-------- Data provided --------

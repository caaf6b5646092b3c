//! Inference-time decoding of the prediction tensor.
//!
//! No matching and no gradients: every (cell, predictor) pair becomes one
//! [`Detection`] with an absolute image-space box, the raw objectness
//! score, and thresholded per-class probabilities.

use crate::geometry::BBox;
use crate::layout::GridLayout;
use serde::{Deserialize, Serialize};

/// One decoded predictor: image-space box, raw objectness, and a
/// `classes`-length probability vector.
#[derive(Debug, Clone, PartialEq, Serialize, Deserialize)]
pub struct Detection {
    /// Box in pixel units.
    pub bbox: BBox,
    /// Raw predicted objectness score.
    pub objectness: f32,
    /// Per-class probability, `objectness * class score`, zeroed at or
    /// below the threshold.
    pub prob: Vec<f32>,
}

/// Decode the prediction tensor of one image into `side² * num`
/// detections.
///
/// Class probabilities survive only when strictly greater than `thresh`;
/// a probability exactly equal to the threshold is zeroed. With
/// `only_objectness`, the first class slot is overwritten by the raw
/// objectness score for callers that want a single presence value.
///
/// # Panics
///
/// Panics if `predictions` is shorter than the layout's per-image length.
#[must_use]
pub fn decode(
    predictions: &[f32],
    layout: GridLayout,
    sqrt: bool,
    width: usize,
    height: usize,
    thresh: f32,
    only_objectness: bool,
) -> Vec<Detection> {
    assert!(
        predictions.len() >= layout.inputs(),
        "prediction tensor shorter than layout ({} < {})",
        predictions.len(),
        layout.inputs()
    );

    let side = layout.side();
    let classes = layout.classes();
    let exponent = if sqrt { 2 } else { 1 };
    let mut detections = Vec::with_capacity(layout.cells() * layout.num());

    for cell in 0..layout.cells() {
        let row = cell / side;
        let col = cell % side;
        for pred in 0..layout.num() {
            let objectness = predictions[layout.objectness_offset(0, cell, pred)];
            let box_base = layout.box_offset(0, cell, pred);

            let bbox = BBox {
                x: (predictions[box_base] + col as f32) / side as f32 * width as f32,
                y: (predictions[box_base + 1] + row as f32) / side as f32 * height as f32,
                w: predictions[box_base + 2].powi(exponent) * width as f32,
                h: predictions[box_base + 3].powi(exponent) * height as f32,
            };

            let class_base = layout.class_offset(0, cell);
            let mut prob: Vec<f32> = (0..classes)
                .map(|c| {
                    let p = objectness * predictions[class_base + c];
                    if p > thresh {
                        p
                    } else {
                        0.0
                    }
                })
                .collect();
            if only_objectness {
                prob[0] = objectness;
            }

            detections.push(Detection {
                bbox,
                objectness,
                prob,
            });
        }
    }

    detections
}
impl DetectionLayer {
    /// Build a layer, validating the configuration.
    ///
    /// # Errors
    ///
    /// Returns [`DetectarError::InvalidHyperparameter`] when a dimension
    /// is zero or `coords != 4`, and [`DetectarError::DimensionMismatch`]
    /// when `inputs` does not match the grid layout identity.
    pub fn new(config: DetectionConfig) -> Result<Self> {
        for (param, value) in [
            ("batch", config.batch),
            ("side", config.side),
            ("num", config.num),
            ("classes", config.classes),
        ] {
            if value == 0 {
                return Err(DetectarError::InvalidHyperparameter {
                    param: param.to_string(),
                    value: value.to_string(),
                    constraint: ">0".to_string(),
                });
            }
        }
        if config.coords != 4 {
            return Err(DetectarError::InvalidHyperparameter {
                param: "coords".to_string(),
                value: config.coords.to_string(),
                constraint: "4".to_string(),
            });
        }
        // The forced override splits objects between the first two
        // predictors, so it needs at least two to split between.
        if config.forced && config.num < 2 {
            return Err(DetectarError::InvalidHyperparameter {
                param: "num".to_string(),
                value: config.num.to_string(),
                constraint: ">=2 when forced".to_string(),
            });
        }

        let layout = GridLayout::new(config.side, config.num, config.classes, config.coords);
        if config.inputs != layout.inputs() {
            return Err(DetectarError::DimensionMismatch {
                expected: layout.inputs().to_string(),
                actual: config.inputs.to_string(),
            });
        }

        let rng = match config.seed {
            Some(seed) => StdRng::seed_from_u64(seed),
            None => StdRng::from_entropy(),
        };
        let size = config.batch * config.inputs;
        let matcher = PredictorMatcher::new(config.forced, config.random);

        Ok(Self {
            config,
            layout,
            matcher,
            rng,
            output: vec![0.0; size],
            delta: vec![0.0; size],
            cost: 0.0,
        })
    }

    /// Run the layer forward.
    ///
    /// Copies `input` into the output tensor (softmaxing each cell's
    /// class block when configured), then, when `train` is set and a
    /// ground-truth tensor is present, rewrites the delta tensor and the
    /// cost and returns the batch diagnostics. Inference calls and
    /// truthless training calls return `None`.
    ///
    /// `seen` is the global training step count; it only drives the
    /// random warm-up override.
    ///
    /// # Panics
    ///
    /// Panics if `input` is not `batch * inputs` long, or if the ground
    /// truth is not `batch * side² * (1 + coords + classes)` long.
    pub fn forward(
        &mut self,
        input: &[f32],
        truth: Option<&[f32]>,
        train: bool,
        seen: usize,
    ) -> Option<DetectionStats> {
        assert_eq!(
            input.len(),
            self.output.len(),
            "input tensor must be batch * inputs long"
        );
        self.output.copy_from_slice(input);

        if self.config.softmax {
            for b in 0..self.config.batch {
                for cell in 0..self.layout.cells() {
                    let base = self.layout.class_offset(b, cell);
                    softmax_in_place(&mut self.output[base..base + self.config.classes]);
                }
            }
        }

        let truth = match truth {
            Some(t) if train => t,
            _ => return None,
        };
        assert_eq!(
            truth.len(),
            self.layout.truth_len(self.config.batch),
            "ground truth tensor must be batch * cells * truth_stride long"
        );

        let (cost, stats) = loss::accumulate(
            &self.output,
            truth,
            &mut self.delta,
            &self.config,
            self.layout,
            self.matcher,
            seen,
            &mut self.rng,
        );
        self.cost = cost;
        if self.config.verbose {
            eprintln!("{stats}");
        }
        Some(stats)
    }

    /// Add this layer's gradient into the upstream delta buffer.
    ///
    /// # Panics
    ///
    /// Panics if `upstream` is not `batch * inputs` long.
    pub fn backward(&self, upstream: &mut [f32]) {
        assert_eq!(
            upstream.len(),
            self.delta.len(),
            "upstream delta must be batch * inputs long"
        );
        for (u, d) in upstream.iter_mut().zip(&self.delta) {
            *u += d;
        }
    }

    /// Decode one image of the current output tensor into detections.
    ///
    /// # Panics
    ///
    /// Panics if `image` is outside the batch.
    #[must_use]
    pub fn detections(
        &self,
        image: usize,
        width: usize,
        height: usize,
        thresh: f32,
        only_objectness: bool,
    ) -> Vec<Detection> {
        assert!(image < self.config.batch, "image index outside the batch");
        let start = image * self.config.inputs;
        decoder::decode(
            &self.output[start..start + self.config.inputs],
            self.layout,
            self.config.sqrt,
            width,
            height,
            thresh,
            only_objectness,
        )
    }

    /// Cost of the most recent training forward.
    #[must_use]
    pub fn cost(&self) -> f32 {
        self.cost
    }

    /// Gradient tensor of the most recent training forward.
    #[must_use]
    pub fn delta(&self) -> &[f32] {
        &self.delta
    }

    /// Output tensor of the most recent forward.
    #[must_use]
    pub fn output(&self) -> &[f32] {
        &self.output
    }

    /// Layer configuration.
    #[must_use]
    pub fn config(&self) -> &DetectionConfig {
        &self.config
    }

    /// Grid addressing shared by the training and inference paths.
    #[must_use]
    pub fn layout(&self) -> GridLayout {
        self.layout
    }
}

--------

_Activity_
Copy all of the entries above exactly as shown.

_Written solution_
repository caaf6b5646092b3c
//! Inference-time decoding of the prediction tensor.
//!
//! No matching and no gradients: every (cell, predictor) pair becomes one
//! [`Detection`] with an absolute image-space box, the raw objectness
//! score, and thresholded per-class probabilities.

use crate::geometry::BBox;
use crate::layout::GridLayout;
use serde::{Deserialize, Serialize};

/// One decoded predictor: image-space box, raw objectness, and a
/// `classes`-length probability vector.
#[derive(Debug, Clone, PartialEq, Serialize, Deserialize)]
pub struct Detection {
    /// Box in pixel units.
    pub bbox: BBox,
    /// Raw predicted objectness score.
    pub objectness: f32,
    /// Per-class probability, `objectness * class score`, zeroed at or
    /// below the threshold.
    pub prob: Vec<f32>,
}

/// Decode the prediction tensor of one image into `side² * num`
/// detections.
///
/// Class probabilities survive only when strictly greater than `thresh`;
/// a probability exactly equal to the threshold is zeroed. With
/// `only_objectness`, the first class slot is overwritten by the raw
/// objectness score for callers that want a single presence value.
///
/// # Panics
///
/// Panics if `predictions` is shorter than the layout's per-image length.
#[must_use]
pub fn decode(
    predictions: &[f32],
    layout: GridLayout,
    sqrt: bool,
    width: usize,
    height: usize,
    thresh: f32,
    only_objectness: bool,
) -> Vec<Detection> {
    assert!(
        predictions.len() >= layout.inputs(),
        "prediction tensor shorter than layout ({} < {})",
        predictions.len(),
        layout.inputs()
    );

    let side = layout.side();
    let classes = layout.classes();
    let exponent = if sqrt { 2 } else { 1 };
    let mut detections = Vec::with_capacity(layout.cells() * layout.num());

    for cell in 0..layout.cells() {
        let row = cell / side;
        let col = cell % side;
        for pred in 0..layout.num() {
            let objectness = predictions[layout.objectness_offset(0, cell, pred)];
            let box_base = layout.box_offset(0, cell, pred);

            let bbox = BBox {
                x: (predictions[box_base] + col as f32) / side as f32 * width as f32,
                y: (predictions[box_base + 1] + row as f32) / side as f32 * height as f32,
                w: predictions[box_base + 2].powi(exponent) * width as f32,
                h: predictions[box_base + 3].powi(exponent) * height as f32,
            };

            let class_base = layout.class_offset(0, cell);
            let mut prob: Vec<f32> = (0..classes)
                .map(|c| {
                    let p = objectness * predictions[class_base + c];
                    if p > thresh {
                        p
                    } else {
                        0.0
                    }
                })
                .collect();
            if only_objectness {
                prob[0] = objectness;
            }

            detections.push(Detection {
                bbox,
                objectness,
                prob,
            });
        }
    }

    detections
}
impl DetectionLayer {
    /// Build a layer, validating the configuration.
    ///
    /// # Errors
    ///
    /// Returns [`DetectarError::InvalidHyperparameter`] when a dimension
    /// is zero or `coords != 4`, and [`DetectarError::DimensionMismatch`]
    /// when `inputs` does not match the grid layout identity.
    pub fn new(config: DetectionConfig) -> Result<Self> {
        for (param, value) in [
            ("batch", config.batch),
            ("side", config.side),
            ("num", config.num),
            ("classes", config.classes),
        ] {
            if value == 0 {
                return Err(DetectarError::InvalidHyperparameter {
                    param: param.to_string(),
                    value: value.to_string(),
                    constraint: ">0".to_string(),
                });
            }
        }
        if config.coords != 4 {
            return Err(DetectarError::InvalidHyperparameter {
                param: "coords".to_string(),
                value: config.coords.to_string(),
                constraint: "4".to_string(),
            });
        }
        // The forced override splits objects between the first two
        // predictors, so it needs at least two to split between.
        if config.forced && config.num < 2 {
            return Err(DetectarError::InvalidHyperparameter {
                param: "num".to_string(),
                value: config.num.to_string(),
                constraint: ">=2 when forced".to_string(),
            });
        }

        let layout = GridLayout::new(config.side, config.num, config.classes, config.coords);
        if config.inputs != layout.inputs() {
            return Err(DetectarError::DimensionMismatch {
                expected: layout.inputs().to_string(),
                actual: config.inputs.to_string(),
            });
        }

        let rng = match config.seed {
            Some(seed) => StdRng::seed_from_u64(seed),
            None => StdRng::from_entropy(),
        };
        let size = config.batch * config.inputs;
        let matcher = PredictorMatcher::new(config.forced, config.random);

        Ok(Self {
            config,
            layout,
            matcher,
            rng,
            output: vec![0.0; size],
            delta: vec![0.0; size],
            cost: 0.0,
        })
    }

    /// Run the layer forward.
    ///
    /// Copies `input` into the output tensor (softmaxing each cell's
    /// class block when configured), then, when `train` is set and a
    /// ground-truth tensor is present, rewrites the delta tensor and the
    /// cost and returns the batch diagnostics. Inference calls and
    /// truthless training calls return `None`.
    ///
    /// `seen` is the global training step count; it only drives the
    /// random warm-up override.
    ///
    /// # Panics
    ///
    /// Panics if `input` is not `batch * inputs` long, or if the ground
    /// truth is not `batch * side² * (1 + coords + classes)` long.
    pub fn forward(
        &mut self,
        input: &[f32],
        truth: Option<&[f32]>,
        train: bool,
        seen: usize,
    ) -> Option<DetectionStats> {
        assert_eq!(
            input.len(),
            self.output.len(),
            "input tensor must be batch * inputs long"
        );
        self.output.copy_from_slice(input);

        if self.config.softmax {
            for b in 0..self.config.batch {
                for cell in 0..self.layout.cells() {
                    let base = self.layout.class_offset(b, cell);
                    softmax_in_place(&mut self.output[base..base + self.config.classes]);
                }
            }
        }

        let truth = match truth {
            Some(t) if train => t,
            _ => return None,
        };
        assert_eq!(
            truth.len(),
            self.layout.truth_len(self.config.batch),
            "ground truth tensor must be batch * cells * truth_stride long"
        );

        let (cost, stats) = loss::accumulate(
            &self.output,
            truth,
            &mut self.delta,
            &self.config,
            self.layout,
            self.matcher,
            seen,
            &mut self.rng,
        );
        self.cost = cost;
        if self.config.verbose {
            eprintln!("{stats}");
        }
        Some(stats)
    }

    /// Add this layer's gradient into the upstream delta buffer.
    ///
    /// # Panics
    ///
    /// Panics if `upstream` is not `batch * inputs` long.
    pub fn backward(&self, upstream: &mut [f32]) {
        assert_eq!(
            upstream.len(),
            self.delta.len(),
            "upstream delta must be batch * inputs long"
        );
        for (u, d) in upstream.iter_mut().zip(&self.delta) {
            *u += d;
        }
    }

    /// Decode one image of the current output tensor into detections.
    ///
    /// # Panics
    ///
    /// Panics if `image` is outside the batch.
    #[must_use]
    pub fn detections(
        &self,
        image: usize,
        width: usize,
        height: usize,
        thresh: f32,
        only_objectness: bool,
    ) -> Vec<Detection> {
        assert!(image < self.config.batch, "image index outside the batch");
        let start = image * self.config.inputs;
        decoder::decode(
            &self.output[start..start + self.config.inputs],
            self.layout,
            self.config.sqrt,
            width,
            height,
            thresh,
            only_objectness,
        )
    }

    /// Cost of the most recent training forward.
    #[must_use]
    pub fn cost(&self) -> f32 {
        self.cost
    }

    /// Gradient tensor of the most recent training forward.
    #[must_use]
    pub fn delta(&self) -> &[f32] {
        &self.delta
    }

    /// Output tensor of the most recent forward.
    #[must_use]
    pub fn output(&self) -> &[f32] {
        &self.output
    }

    /// Layer configuration.
    #[must_use]
    pub fn config(&self) -> &DetectionConfig {
        &self.config
    }

    /// Grid addressing shared by the training and inference paths.
    #[must_use]
    pub fn layout(&self) -> GridLayout {
        self.layout
    }
}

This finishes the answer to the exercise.